### Directions for this task
Where the material below has a line containing "fn default_extension() ->", start repeating exactly, and keep going through the line containing "Directory-backed object storage", with no other lines.

:: Provided material ::

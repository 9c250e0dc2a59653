use serde::{Deserialize, Serialize};
use std::path::PathBuf;

use crate::item::Recipient;
use crate::pipeline::PipelineConfig;

/// Root configuration
#[derive(Debug, Clone, Deserialize, Serialize)]
pub struct Config {
    pub source: SourceConfig,
    #[serde(default)]
    pub pipeline: PipelineConfig,
    pub storage: StorageConfig,
    pub transcription: TranscriptionConfig,
    pub mail: MailConfig,
}

/// Where recordings are found and who receives them
#[derive(Debug, Clone, Deserialize, Serialize)]
pub struct SourceConfig {
    /// Directory the recorder is mounted at
    pub root: PathBuf,
    /// File extension of recordings, matched case-sensitively
    #[serde(default = "default_extension")]
    pub extension: String,
    /// Folders to scan, in order
    #[serde(default)]
    pub folders: Vec<FolderConfig>,
}

fn default_extension() -> String {
    "MP3".to_string()
}

/// One recorder folder and the recipients of its recordings
#[derive(Debug, Clone, Deserialize, Serialize)]
pub struct FolderConfig {
    /// Path relative to `source.root`
    pub path: PathBuf,
    pub recipients: Vec<Recipient>,
}

/// Object storage configuration
#[derive(Debug, Clone, Deserialize, Serialize)]
pub struct StorageConfig {
    pub backend: StorageBackend,
    /// Bucket recordings are staged in
    pub bucket: String,
    /// Filesystem-specific configuration (required when backend = "filesystem")
    #[serde(default)]
    pub filesystem: Option<FsStoreConfig>,
}

/// Available object storage backends
#[derive(Debug, Clone, Deserialize, Serialize, PartialEq, Eq)]
#[serde(rename_all = "snake_case")]
pub enum StorageBackend {
    Filesystem,
    // Future: S3
}

/// Directory-backed object storage
#[derive(Debug, Clone, Deserialize, Serialize)]
pub struct FsStoreConfig {
    /// Directory holding one subdirectory per bucket
    pub root: PathBuf,
}

/// Transcription service configuration
#[derive(Debug, Clone, Deserialize, Serialize)]
pub struct TranscriptionConfig {
    pub backend: TranscriptionBackend,
    /// HTTP job API configuration (required when backend = "http")
    #[serde(default)]
    pub http: Option<HttpJobConfig>,
}

/// Available transcription backends
#[derive(Debug, Clone, Deserialize, Serialize, PartialEq, Eq)]
#[serde(rename_all = "snake_case")]
pub enum TranscriptionBackend {
    Http,
}

/// HTTP transcription job API
#[derive(Debug, Clone, Deserialize, Serialize)]
pub struct HttpJobConfig {
    /// Base URL (e.g., "http://localhost:9000")
    pub url: String,
    /// Spoken language of the recordings
    #[serde(default = "default_language_code")]
    pub language_code: String,
    /// Request timeout in seconds (default: 30)
    #[serde(default = "default_timeout")]
    pub timeout_secs: u32,
}

fn default_language_code() -> String {
    "en-GB".to_string()
}

fn default_timeout() -> u32 {
    30
}

/// Mail delivery configuration
#[derive(Debug, Clone, Deserialize, Serialize)]
pub struct MailConfig {
    pub backend: MailBackend,
    /// Sender address
    pub from: Recipient,
    /// Outbox-specific configuration (required when backend = "outbox")
    #[serde(default)]
    pub outbox: Option<OutboxConfig>,
}

/// Available mail backends
#[derive(Debug, Clone, Deserialize, Serialize, PartialEq, Eq)]
#[serde(rename_all = "snake_case")]
pub enum MailBackend {
    Outbox,
    // Future: Smtp
}

/// Pickup directory read by an external mail transfer agent
#[derive(Debug, Clone, Deserialize, Serialize)]
pub struct OutboxConfig {
    pub dir: PathBuf,
}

:::

### Answer box
fn default_extension() -> String {
    "MP3".to_string()
}

/// One recorder folder and the recipients of its recordings
#[derive(Debug, Clone, Deserialize, Serialize)]
pub struct FolderConfig {
    /// Path relative to `source.root`
    pub path: PathBuf,
    pub recipients: Vec<Recipient>,
}

/// Object storage configuration
#[derive(Debug, Clone, Deserialize, Serialize)]
pub struct StorageConfig {
    pub backend: StorageBackend,
    /// Bucket recordings are staged in
    pub bucket: String,
    /// Filesystem-specific configuration (required when backend = "filesystem")
    #[serde(default)]
    pub filesystem: Option<FsStoreConfig>,
}

/// Available object storage backends
#[derive(Debug, Clone, Deserialize, Serialize, PartialEq, Eq)]
#[serde(rename_all = "snake_case")]
pub enum StorageBackend {
    Filesystem,
    // Future: S3
}

/// Directory-backed object storage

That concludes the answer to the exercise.